Preserving permissions while zipping

info-zip (the program you probably are using) can save/restore permissions for Unix-like systems.

It is mentioned for directories in the manual page:

Dates, times and permissions of stored directories are not restored except under Unix. (On Windows NT and successors, timestamps are now restored.)

File-permissions for read/write/execute are saved/restored. But a quick check shows (zip 3.0) that setuid/setgid permissions are not preserved.

The feature is not optional; zip/unzip simply do this when they are able.

On other systems, the ability to save/restore permissions is less complete. For example, on Windows the ZIP file uses the permission settings from the %temp% folder.

Further reading:

  • Is ZIP archive capable of storing permissions?
  • Can i store unix permissions in a zip file (built with apache ant)?

Short answer: you can't! zip does not preserve file permissions.

Read more about this here and here.

If you need to preserve permissions, please consider using tar with the --preserve-permissions switch instead.
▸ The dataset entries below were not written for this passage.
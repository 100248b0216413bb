use super::types::{DownsizePlan, RealEstate};

#[derive(Debug, Clone, Default, PartialEq)]
pub struct PropertyState {
    pub value: f64,
    pub cost_base: f64,
    pub mortgage_balance: f64,
    pub monthly_payment: f64,
    pub mortgage_rate: f64,
    pub appreciation_rate: f64,
    pub principal_residence: bool,
    pub downsize: Option<DownsizePlan>,
}

#[derive(Debug, Clone, Copy, Default, PartialEq)]
pub struct PropertyYear {
    pub mortgage_paid: f64,
    pub downsize_proceeds: f64,
    /// Gain on sale; zero for a principal residence.
    pub taxable_gain: f64,
    pub downsized: bool,
}

impl PropertyState {
    pub fn from_real_estate(real_estate: &RealEstate) -> Self {
        Self {
            value: real_estate.value.max(0.0),
            cost_base: real_estate.purchase_price.max(0.0),
            mortgage_balance: real_estate.mortgage_balance.max(0.0),
            monthly_payment: real_estate.monthly_payment.max(0.0),
            mortgage_rate: real_estate.mortgage_rate,
            appreciation_rate: real_estate.appreciation_rate,
            principal_residence: real_estate.principal_residence,
            downsize: real_estate.downsize.clone(),
        }
    }

    pub fn equity(&self) -> f64 {
        (self.value - self.mortgage_balance).max(0.0)
    }

    /// Downsize if scheduled, pay the mortgage for the year, then appreciate.
    pub fn step(&mut self, age: u32) -> PropertyYear {
        let mut year = PropertyYear::default();

        if self.downsize.as_ref().is_some_and(|plan| plan.age == age) {
            if let Some(plan) = self.downsize.take() {
                let sale_price = self.value;
                if !self.principal_residence {
                    year.taxable_gain = (sale_price - self.cost_base).max(0.0);
                }
                let new_home = plan.new_home_cost.max(0.0).min(sale_price);
                let released = sale_price - self.mortgage_balance - new_home;
                year.downsize_proceeds = released.max(0.0);
                year.downsized = true;
                self.value = new_home;
                self.cost_base = new_home;
                // Debt the sale cannot clear moves onto the new home.
                self.mortgage_balance = (-released).max(0.0);
                if self.mortgage_balance == 0.0 {
                    self.monthly_payment = 0.0;
                }
            }
        }

        if self.mortgage_balance > 0.0 {
            let interest = self.mortgage_balance * self.mortgage_rate.max(0.0);
            let owing = self.mortgage_balance + interest;
            let paid = (self.monthly_payment * 12.0).min(owing);
            self.mortgage_balance = owing - paid;
            year.mortgage_paid = paid;
        }

        self.value = (self.value * (1.0 + self.appreciation_rate)).max(0.0);
        year
    }
}

#[cfg(test)]
mod tests {
    use super::*;

    fn home() -> RealEstate {
        RealEstate {
            value: 800_000.0,
            purchase_price: 300_000.0,
            mortgage_balance: 10_000.0,
            monthly_payment: 1_000.0,
            mortgage_rate: 0.05,
            appreciation_rate: 0.03,
            principal_residence: true,
            downsize: None,
        }
    }

    #[test]
    fn mortgage_payment_stops_when_paid_off() {
        let mut state = PropertyState::from_real_estate(&home());
        let year = state.step(65);
        assert!((year.mortgage_paid - 10_500.0).abs() < 1e-9);
        assert_eq!(state.mortgage_balance, 0.0);
        assert!((state.value - 824_000.0).abs() < 1e-6);
        assert_eq!(state.step(66).mortgage_paid, 0.0);
    }

    #[test]
    fn downsizing_releases_equity_tax_free_for_principal_residence() {
        let mut real_estate = home();
        real_estate.downsize = Some(DownsizePlan {
            age: 70,
            new_home_cost: 400_000.0,
        });
        let mut state = PropertyState::from_real_estate(&real_estate);
        assert!(!state.step(69).downsized);
        let value_before = state.value;
        let year = state.step(70);
        assert!(year.downsized);
        assert_eq!(year.taxable_gain, 0.0);
        assert!((year.downsize_proceeds - (value_before - 400_000.0)).abs() < 1e-6);
        assert!((state.value - 400_000.0 * 1.03).abs() < 1e-6);
        assert!(!state.step(71).downsized);
    }

    #[test]
    fn downsizing_carries_unpaid_mortgage_to_new_home() {
        let real_estate = RealEstate {
            value: 500_000.0,
            purchase_price: 300_000.0,
            mortgage_balance: 100_000.0,
            monthly_payment: 1_000.0,
            mortgage_rate: 0.0,
            appreciation_rate: 0.0,
            principal_residence: true,
            downsize: Some(DownsizePlan {
                age: 70,
                new_home_cost: 450_000.0,
            }),
        };
        let mut state = PropertyState::from_real_estate(&real_estate);
        let equity_before = state.equity();
        let year = state.step(70);
        assert!(year.downsized);
        assert_eq!(year.downsize_proceeds, 0.0);
        assert!((state.mortgage_balance - 38_000.0).abs() < 1e-6);
        assert!((year.mortgage_paid - 12_000.0).abs() < 1e-6);
        // Equity only grows by the principal repaid from outside cash.
        let equity_after = state.equity();
        assert!((equity_after - (equity_before + year.mortgage_paid)).abs() < 1e-6);
    }

    #[test]
    fn downsizing_a_non_residence_realizes_gain() {
        let mut real_estate = home();
        real_estate.principal_residence = false;
        real_estate.mortgage_balance = 0.0;
        real_estate.downsize = Some(DownsizePlan {
            age: 65,
            new_home_cost: 0.0,
        });
        let mut state = PropertyState::from_real_estate(&real_estate);
        let year = state.step(65);
        assert!((year.taxable_gain - 500_000.0).abs() < 1e-6);
        assert!((year.downsize_proceeds - 800_000.0).abs() < 1e-6);
        assert_eq!(state.equity(), 0.0);
    }
}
Info-Zip 3.0 SUPPORTS preserving files/dirs UNIX permissions and UID/GID ownership data. zip stores it by default but you need to use unzip in an special way to restore them:

  • unzip must be used with the -X flag.
  • unzip must run as root to set the files/dirs UID/GID. If you run it as a normal user then the UID will be always the one of the current user and the GID will be restored ONLY IF the current user belongs to that group.

Example:

# zip -v | head -2 | tail -1
This is Zip 3.0 (July 5th 2008), by Info-ZIP.

# unzip -v | head -1
UnZip 6.00 of 20 April 2009, by Debian. Original by Info-ZIP.

# touch file1
# mkdir dir1
# chmod 000 file1
# chown 1111 dir1
# ls -ld file1 dir1
drwxr-xr-x 2 1111 root 40 mar 28 20:12 dir1
---------- 1 root root  0 mar 28 20:12 file1

# zip files.zip file1 dir1
  adding: file1 (stored 0%)
  adding: dir1/ (stored 0%)

# unzip -X files.zip -d extracted
Archive:  files.zip
 extracting: extracted/file1         
   creating: extracted/dir1/

# ls -l extracted
total 0
drwxr-xr-x 2 1111 root 40 mar 28 20:12 dir1
---------- 1 root root  0 mar 28 20:12 file1

Note: you can also use unzip with the -K flag to also restore SUID/SGID/Sticky bits.